_What you have to do_
Each line holding the string "static" is to be copied from the data.

Records from a data source

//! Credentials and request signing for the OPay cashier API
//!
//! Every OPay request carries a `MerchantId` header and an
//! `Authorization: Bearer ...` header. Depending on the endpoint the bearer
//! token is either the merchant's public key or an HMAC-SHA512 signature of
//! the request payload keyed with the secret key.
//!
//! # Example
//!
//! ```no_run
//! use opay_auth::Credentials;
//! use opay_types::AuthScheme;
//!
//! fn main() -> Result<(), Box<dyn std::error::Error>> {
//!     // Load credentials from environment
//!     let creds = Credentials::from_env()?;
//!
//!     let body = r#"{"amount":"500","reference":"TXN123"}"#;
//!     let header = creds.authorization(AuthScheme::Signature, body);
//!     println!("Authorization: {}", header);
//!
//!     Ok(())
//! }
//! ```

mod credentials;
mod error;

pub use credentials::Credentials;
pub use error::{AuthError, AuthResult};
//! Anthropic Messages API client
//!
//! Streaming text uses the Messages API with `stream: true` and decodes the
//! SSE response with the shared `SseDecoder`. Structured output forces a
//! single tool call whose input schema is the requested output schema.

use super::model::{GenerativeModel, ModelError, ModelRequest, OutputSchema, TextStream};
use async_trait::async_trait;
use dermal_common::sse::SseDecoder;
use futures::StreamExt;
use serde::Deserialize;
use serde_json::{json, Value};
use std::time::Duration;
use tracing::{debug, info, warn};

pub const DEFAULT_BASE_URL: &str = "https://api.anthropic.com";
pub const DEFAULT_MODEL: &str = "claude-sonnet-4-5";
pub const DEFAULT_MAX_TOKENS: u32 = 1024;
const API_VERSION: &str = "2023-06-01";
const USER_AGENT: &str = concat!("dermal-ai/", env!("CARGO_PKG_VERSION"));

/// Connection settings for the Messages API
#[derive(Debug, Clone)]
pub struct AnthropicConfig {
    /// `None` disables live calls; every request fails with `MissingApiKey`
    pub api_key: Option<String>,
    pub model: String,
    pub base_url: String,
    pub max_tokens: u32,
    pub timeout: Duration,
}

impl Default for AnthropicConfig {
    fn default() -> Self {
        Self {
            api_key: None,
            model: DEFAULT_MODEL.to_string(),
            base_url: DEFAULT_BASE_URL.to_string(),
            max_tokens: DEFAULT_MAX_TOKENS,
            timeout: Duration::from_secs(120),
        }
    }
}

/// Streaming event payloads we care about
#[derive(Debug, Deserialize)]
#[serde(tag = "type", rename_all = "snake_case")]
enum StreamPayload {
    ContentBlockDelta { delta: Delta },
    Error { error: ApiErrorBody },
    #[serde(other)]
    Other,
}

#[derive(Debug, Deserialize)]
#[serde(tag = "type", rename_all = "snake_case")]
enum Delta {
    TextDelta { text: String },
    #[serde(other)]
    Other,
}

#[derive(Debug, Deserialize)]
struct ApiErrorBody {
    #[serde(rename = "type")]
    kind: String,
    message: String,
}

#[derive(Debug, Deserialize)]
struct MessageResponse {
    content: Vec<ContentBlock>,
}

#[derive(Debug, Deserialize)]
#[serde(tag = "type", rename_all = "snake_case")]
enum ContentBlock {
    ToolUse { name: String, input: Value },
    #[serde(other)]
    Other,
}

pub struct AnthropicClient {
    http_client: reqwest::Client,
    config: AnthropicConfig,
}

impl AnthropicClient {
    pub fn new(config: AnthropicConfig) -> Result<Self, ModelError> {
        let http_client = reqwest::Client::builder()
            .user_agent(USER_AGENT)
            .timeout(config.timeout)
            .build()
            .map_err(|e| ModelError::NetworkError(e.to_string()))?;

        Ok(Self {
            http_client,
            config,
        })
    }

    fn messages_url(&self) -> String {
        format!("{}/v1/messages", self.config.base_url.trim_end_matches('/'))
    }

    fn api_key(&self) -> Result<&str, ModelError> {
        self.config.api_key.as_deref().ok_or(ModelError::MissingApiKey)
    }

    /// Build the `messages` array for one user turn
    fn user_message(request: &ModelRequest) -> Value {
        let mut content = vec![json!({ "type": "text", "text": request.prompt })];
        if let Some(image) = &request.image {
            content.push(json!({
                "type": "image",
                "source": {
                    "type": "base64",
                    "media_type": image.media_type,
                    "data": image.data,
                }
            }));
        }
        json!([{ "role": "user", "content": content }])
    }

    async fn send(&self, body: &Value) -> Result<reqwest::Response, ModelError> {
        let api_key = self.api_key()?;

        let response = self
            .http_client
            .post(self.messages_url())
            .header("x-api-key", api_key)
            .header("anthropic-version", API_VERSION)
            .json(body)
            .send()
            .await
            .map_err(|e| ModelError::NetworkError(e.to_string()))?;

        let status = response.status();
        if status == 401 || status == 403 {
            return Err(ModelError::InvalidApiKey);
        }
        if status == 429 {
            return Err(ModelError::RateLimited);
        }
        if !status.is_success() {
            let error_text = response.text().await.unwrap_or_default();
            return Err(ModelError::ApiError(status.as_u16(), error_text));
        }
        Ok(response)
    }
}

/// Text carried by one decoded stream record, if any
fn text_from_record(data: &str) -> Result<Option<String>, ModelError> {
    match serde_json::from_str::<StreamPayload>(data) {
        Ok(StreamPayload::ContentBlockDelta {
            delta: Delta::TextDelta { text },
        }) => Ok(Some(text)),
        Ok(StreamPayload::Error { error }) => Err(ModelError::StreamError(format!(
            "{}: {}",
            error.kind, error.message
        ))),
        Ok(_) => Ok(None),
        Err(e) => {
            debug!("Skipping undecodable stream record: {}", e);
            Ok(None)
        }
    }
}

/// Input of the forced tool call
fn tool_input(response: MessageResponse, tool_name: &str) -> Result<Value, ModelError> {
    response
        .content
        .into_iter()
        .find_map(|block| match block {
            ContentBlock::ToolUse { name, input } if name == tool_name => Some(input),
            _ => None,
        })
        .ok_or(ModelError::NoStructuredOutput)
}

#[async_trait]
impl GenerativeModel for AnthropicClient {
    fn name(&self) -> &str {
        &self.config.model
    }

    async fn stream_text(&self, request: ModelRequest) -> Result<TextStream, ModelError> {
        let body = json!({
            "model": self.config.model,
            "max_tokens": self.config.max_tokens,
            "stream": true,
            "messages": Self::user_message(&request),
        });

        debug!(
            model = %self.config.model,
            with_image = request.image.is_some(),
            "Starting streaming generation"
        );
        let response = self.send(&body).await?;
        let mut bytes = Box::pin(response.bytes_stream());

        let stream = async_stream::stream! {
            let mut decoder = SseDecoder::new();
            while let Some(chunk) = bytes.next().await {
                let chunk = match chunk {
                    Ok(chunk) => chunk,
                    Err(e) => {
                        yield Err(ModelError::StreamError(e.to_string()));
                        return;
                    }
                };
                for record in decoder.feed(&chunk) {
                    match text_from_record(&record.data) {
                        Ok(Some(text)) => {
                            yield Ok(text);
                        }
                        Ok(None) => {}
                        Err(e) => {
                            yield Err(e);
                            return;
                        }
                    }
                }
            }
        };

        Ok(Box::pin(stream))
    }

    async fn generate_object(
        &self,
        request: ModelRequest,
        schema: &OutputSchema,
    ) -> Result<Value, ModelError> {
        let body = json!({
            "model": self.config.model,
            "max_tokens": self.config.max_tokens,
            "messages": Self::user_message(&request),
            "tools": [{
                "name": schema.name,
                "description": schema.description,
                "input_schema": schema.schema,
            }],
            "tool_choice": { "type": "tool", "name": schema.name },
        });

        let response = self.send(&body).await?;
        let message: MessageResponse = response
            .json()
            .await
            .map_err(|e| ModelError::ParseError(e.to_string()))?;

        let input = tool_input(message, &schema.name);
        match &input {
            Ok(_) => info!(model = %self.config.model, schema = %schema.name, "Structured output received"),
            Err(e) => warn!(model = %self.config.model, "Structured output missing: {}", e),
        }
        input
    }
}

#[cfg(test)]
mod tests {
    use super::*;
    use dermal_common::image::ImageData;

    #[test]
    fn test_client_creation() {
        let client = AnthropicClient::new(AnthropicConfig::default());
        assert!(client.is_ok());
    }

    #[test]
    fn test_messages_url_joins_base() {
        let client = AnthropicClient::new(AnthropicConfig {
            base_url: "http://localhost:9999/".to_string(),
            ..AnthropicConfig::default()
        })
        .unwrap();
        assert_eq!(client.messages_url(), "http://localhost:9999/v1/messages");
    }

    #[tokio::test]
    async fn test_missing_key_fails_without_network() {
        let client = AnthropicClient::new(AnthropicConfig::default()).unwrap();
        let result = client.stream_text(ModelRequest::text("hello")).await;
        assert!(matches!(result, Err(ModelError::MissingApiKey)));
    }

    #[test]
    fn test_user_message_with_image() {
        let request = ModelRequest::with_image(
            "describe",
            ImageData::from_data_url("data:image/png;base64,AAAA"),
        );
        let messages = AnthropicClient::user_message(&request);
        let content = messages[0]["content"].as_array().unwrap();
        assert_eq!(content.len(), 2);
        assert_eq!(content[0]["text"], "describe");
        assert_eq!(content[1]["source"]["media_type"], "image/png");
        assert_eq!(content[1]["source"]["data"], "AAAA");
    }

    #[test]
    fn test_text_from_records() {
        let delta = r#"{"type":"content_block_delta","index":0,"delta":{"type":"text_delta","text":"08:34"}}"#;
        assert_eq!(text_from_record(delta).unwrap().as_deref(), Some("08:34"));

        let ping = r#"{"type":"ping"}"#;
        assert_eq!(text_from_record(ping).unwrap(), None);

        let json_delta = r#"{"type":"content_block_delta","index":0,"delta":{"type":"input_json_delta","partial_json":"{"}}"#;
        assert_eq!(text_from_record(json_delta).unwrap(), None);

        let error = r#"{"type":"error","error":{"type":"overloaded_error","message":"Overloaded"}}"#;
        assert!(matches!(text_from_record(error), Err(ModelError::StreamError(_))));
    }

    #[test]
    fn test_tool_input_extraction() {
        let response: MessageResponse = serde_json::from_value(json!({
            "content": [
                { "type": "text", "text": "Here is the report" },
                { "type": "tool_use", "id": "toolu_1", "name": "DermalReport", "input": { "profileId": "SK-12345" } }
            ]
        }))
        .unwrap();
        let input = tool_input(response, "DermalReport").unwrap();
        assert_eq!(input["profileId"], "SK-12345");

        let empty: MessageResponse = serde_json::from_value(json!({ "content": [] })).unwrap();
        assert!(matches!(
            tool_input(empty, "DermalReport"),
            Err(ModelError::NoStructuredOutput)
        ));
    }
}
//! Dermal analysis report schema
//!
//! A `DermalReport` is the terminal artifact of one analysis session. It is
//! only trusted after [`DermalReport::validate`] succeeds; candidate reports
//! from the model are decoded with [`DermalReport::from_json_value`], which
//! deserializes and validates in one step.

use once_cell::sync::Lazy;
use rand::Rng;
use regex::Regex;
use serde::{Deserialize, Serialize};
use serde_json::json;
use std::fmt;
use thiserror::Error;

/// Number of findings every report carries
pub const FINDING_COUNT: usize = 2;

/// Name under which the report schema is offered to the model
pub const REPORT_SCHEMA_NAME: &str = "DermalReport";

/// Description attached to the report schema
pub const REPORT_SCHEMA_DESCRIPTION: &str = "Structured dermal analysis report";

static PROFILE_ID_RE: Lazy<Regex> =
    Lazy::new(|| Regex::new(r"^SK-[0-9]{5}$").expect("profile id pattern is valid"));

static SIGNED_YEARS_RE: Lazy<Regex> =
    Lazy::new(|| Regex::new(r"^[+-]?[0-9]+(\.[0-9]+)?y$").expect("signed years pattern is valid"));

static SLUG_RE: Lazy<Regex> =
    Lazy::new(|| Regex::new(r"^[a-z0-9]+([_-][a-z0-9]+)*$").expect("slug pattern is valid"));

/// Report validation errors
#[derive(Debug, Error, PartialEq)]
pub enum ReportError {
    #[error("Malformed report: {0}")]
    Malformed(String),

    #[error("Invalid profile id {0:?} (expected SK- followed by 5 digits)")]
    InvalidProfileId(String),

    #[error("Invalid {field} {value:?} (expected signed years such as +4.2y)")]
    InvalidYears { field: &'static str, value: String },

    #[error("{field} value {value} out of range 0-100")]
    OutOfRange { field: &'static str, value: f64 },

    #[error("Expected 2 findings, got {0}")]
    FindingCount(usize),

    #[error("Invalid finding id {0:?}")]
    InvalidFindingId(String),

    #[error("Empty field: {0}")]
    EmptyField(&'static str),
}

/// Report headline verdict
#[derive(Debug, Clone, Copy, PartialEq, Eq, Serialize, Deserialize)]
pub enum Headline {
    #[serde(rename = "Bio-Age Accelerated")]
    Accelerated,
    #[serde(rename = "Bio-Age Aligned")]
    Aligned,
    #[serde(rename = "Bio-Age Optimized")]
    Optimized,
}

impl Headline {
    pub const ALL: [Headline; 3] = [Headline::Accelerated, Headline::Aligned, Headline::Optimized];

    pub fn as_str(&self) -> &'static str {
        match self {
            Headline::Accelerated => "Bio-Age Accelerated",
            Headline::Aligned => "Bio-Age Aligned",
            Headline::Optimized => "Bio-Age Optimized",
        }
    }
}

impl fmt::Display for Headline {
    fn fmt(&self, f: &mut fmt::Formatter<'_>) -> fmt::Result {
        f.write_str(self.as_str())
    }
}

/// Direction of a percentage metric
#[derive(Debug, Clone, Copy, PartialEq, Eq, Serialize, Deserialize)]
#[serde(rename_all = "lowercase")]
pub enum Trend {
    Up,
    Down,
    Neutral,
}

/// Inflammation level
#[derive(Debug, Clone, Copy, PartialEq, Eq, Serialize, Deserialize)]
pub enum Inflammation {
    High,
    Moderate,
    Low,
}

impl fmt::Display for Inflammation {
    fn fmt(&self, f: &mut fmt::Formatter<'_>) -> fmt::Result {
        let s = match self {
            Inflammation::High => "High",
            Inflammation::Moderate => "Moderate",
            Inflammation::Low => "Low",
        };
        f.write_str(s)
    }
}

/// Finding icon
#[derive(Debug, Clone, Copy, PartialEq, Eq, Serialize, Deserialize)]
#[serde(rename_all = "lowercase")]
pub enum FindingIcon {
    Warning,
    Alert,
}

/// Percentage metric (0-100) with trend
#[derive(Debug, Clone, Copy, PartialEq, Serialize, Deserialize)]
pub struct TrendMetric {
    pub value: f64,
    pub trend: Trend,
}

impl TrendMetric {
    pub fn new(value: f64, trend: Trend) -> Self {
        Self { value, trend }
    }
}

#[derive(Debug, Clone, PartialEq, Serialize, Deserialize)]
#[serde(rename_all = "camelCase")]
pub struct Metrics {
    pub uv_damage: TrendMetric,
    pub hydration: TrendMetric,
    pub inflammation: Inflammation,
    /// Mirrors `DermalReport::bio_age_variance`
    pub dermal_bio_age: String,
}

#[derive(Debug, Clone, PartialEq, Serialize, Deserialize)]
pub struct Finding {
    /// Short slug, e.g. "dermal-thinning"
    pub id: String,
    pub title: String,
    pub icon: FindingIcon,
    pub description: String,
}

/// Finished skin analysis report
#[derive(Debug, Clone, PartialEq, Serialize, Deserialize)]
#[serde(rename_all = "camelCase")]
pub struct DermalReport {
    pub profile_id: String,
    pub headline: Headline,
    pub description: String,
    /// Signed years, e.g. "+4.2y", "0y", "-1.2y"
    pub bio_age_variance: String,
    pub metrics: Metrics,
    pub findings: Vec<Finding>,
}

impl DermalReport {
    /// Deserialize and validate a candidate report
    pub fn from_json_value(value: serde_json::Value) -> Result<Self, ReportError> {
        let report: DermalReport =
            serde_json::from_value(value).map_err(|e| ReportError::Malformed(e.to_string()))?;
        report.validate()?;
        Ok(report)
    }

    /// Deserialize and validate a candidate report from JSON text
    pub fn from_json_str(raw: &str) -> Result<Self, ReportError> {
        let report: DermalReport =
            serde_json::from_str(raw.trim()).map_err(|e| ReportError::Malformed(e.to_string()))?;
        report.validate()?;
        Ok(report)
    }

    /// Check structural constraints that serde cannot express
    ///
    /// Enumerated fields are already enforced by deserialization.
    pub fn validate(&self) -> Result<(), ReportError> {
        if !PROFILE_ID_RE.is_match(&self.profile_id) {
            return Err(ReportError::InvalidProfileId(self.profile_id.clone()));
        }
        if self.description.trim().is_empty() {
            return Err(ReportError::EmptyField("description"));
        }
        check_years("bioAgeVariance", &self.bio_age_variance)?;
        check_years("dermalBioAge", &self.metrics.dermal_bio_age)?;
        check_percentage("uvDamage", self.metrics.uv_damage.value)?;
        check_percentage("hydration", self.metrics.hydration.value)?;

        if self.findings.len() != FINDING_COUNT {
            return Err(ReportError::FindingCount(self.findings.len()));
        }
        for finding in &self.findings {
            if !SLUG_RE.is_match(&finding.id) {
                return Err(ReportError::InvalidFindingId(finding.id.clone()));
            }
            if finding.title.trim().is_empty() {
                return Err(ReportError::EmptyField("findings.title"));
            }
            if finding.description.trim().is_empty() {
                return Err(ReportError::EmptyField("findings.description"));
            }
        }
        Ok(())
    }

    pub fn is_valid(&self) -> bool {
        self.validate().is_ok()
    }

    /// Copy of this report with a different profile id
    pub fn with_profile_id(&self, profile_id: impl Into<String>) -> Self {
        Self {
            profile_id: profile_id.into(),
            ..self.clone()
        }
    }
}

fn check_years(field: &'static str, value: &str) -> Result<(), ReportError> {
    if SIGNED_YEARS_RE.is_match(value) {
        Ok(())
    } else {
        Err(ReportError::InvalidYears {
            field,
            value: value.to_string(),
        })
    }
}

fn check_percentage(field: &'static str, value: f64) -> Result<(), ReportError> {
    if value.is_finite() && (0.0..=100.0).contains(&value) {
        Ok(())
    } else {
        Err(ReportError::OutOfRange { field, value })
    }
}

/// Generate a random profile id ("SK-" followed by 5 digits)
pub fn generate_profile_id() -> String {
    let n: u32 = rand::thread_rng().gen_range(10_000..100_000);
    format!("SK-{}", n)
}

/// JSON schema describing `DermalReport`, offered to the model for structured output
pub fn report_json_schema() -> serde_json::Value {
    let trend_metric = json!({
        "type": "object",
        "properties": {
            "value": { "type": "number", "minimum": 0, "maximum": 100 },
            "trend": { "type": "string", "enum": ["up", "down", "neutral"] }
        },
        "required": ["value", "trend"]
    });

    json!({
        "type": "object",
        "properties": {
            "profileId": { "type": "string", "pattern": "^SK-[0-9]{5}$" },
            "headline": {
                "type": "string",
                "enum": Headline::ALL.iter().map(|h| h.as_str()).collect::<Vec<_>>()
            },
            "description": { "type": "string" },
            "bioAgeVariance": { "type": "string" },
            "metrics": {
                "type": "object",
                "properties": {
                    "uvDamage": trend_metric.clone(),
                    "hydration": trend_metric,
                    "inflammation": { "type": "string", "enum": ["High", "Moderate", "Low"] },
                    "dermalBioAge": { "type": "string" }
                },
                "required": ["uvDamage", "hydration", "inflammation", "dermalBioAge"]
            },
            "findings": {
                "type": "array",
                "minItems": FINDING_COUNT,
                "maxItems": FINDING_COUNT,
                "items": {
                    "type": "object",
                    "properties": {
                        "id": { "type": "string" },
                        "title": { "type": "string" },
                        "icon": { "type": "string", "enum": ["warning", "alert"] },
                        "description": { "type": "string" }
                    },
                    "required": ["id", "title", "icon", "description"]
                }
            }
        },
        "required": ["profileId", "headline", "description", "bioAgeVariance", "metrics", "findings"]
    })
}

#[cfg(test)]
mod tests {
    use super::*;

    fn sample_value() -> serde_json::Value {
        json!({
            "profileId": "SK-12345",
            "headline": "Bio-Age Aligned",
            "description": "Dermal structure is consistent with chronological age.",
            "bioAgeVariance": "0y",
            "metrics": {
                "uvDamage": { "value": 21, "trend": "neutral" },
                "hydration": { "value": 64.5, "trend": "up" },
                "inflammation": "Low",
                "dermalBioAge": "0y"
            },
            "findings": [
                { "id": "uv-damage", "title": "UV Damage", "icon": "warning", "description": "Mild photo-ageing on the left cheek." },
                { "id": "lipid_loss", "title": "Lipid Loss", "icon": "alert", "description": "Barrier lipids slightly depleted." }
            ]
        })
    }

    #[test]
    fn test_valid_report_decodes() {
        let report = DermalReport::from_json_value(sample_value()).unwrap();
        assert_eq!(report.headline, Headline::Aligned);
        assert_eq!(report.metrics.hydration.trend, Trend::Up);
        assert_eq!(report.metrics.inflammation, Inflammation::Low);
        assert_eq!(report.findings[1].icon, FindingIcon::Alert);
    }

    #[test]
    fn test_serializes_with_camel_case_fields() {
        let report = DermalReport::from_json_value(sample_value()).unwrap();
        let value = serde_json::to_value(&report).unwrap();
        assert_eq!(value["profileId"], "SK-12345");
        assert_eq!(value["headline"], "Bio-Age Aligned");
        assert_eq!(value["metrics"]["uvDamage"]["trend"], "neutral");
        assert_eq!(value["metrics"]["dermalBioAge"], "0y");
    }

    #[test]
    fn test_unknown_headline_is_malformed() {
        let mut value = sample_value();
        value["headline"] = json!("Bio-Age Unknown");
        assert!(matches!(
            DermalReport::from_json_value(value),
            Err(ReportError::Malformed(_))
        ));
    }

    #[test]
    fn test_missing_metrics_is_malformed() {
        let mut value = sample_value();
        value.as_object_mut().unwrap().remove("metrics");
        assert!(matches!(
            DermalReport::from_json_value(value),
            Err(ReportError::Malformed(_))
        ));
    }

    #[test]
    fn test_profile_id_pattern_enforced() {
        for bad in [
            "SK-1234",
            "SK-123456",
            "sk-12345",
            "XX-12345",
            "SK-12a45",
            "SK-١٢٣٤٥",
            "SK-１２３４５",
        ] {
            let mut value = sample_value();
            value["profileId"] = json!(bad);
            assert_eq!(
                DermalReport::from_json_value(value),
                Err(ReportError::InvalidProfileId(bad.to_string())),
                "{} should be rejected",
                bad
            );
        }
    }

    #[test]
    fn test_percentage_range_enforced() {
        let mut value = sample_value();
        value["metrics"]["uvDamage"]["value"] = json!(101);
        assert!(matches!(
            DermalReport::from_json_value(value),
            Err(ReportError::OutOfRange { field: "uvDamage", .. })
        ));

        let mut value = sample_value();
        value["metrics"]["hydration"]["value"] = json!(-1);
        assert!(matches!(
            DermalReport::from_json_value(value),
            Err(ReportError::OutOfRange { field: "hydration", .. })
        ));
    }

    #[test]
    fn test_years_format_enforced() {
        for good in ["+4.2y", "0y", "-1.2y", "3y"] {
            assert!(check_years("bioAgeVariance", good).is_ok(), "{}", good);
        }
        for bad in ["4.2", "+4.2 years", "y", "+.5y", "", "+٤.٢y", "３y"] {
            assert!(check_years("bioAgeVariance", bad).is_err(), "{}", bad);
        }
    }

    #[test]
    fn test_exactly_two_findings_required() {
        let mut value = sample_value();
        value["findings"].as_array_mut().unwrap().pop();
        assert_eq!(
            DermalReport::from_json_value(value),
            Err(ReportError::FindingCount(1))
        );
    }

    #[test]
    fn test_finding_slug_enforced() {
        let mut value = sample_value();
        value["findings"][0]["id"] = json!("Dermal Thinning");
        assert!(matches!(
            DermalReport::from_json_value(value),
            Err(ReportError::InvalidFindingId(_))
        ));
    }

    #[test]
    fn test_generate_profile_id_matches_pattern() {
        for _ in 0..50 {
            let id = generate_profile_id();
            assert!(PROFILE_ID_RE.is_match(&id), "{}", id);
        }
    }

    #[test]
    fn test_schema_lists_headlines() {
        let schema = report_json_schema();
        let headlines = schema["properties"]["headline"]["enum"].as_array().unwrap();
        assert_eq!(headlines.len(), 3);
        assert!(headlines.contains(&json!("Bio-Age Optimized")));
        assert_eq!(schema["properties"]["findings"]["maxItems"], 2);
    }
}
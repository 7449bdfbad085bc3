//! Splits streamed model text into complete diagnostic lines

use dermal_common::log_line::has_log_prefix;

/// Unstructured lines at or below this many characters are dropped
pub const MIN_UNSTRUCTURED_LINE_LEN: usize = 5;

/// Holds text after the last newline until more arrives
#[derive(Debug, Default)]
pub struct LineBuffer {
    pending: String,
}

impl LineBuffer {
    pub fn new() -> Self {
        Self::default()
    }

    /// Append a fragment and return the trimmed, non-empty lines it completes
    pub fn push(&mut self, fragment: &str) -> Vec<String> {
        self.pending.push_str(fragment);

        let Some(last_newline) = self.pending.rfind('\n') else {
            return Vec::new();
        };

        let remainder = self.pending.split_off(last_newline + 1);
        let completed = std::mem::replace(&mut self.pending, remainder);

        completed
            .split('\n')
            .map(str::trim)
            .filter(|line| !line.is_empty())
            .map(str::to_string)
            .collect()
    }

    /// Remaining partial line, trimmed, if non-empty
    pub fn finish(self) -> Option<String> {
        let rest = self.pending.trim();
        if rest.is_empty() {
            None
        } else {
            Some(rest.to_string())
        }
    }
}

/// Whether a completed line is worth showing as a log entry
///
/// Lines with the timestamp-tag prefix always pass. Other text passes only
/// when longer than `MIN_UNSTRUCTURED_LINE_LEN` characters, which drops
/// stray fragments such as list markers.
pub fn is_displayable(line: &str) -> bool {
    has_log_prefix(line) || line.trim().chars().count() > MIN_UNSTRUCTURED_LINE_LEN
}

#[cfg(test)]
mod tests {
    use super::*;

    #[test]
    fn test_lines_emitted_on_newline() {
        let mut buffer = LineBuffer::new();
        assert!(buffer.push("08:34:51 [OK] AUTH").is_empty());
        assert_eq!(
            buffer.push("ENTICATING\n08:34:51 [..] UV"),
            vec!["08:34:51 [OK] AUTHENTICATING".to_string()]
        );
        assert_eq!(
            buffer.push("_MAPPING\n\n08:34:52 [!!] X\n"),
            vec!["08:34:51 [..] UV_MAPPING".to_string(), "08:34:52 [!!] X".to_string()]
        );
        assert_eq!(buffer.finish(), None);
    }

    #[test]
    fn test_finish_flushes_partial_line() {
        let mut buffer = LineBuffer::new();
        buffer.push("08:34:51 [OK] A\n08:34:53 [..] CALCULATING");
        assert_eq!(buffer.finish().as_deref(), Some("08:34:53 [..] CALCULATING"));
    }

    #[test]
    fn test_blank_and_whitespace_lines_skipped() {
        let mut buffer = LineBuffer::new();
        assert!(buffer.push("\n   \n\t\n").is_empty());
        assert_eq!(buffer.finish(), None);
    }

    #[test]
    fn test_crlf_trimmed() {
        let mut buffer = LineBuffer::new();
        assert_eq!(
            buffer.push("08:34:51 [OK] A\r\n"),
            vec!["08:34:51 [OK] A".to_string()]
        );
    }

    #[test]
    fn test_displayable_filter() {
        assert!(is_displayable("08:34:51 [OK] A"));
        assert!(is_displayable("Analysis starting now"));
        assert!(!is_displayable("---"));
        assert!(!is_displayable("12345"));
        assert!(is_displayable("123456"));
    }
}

_Written answer_
static PROFILE_ID_RE: Lazy<Regex> =
static SIGNED_YEARS_RE: Lazy<Regex> =
static SLUG_RE: Lazy<Regex> =
    InvalidYears { field: &'static str, value: String },
    OutOfRange { field: &'static str, value: f64 },
    EmptyField(&'static str),
    pub fn as_str(&self) -> &'static str {
fn check_years(field: &'static str, value: &str) -> Result<(), ReportError> {
fn check_percentage(field: &'static str, value: f64) -> Result<(), ReportError> {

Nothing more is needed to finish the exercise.